[[ Material supplied, beginning ]]

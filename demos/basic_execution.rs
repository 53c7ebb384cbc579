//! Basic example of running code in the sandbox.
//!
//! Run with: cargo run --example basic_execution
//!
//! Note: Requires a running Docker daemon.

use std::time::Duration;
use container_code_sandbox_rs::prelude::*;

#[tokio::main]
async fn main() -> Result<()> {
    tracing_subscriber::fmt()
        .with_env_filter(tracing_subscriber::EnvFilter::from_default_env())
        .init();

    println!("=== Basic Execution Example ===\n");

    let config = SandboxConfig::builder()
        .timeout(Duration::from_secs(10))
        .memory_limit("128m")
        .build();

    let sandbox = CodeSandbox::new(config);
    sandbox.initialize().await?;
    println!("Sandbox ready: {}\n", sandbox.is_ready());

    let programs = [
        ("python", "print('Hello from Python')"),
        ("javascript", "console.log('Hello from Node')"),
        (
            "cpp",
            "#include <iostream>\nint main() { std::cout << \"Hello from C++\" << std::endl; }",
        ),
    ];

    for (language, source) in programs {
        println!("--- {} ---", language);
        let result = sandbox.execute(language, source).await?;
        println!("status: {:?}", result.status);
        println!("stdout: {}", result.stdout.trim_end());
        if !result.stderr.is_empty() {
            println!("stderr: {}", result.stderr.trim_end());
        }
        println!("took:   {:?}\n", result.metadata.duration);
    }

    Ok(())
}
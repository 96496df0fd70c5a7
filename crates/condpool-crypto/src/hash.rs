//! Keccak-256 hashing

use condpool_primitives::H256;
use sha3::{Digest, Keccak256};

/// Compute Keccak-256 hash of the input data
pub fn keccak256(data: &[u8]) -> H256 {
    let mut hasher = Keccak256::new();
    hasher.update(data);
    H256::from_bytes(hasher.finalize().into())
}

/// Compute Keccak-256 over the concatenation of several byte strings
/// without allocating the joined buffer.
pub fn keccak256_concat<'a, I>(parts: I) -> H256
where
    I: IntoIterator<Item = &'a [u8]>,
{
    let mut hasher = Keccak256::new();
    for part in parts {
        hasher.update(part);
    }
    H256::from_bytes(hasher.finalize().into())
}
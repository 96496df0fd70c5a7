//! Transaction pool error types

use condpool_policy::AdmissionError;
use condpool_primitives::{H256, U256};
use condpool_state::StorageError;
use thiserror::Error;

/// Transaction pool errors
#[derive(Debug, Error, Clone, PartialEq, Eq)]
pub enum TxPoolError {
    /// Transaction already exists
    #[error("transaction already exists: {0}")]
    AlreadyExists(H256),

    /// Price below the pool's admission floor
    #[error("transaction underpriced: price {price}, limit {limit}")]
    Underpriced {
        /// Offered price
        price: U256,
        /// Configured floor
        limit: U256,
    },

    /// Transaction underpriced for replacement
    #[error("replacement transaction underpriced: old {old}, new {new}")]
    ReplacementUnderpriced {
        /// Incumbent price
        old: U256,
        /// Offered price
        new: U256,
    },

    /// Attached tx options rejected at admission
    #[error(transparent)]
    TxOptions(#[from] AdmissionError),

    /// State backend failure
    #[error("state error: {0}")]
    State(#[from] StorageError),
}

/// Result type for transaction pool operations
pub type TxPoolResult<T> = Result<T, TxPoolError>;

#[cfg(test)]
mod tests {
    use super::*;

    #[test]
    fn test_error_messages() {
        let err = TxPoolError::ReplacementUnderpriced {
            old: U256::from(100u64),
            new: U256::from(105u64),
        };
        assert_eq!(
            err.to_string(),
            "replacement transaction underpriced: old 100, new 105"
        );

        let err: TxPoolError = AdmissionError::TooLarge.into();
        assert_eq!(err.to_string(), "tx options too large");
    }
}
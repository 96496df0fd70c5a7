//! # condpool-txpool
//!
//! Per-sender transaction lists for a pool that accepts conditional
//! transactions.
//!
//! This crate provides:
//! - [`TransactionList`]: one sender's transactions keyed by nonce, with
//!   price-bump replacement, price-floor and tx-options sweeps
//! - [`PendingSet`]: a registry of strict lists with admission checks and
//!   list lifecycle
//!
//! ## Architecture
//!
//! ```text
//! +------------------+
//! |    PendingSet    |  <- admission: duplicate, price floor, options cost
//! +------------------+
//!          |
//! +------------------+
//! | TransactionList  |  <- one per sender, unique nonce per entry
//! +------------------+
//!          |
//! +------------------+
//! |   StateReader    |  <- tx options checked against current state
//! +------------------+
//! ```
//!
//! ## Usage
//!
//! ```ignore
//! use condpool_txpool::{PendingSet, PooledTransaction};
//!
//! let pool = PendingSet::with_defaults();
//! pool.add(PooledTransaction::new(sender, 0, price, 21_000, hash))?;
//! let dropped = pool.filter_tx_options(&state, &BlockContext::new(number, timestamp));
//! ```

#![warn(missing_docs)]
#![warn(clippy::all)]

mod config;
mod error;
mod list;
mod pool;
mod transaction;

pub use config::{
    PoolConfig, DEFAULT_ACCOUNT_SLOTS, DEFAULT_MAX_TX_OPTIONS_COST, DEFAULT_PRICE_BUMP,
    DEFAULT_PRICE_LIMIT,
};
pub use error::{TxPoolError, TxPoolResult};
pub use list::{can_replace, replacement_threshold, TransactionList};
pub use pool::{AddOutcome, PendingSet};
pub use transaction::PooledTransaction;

[[ Material supplied, end ]]

Exercise brief>
The word "StorageError" appears in some lines above. Return every one of those lines.

Exercise solution>
use condpool_state::StorageError;
    State(#[from] StorageError),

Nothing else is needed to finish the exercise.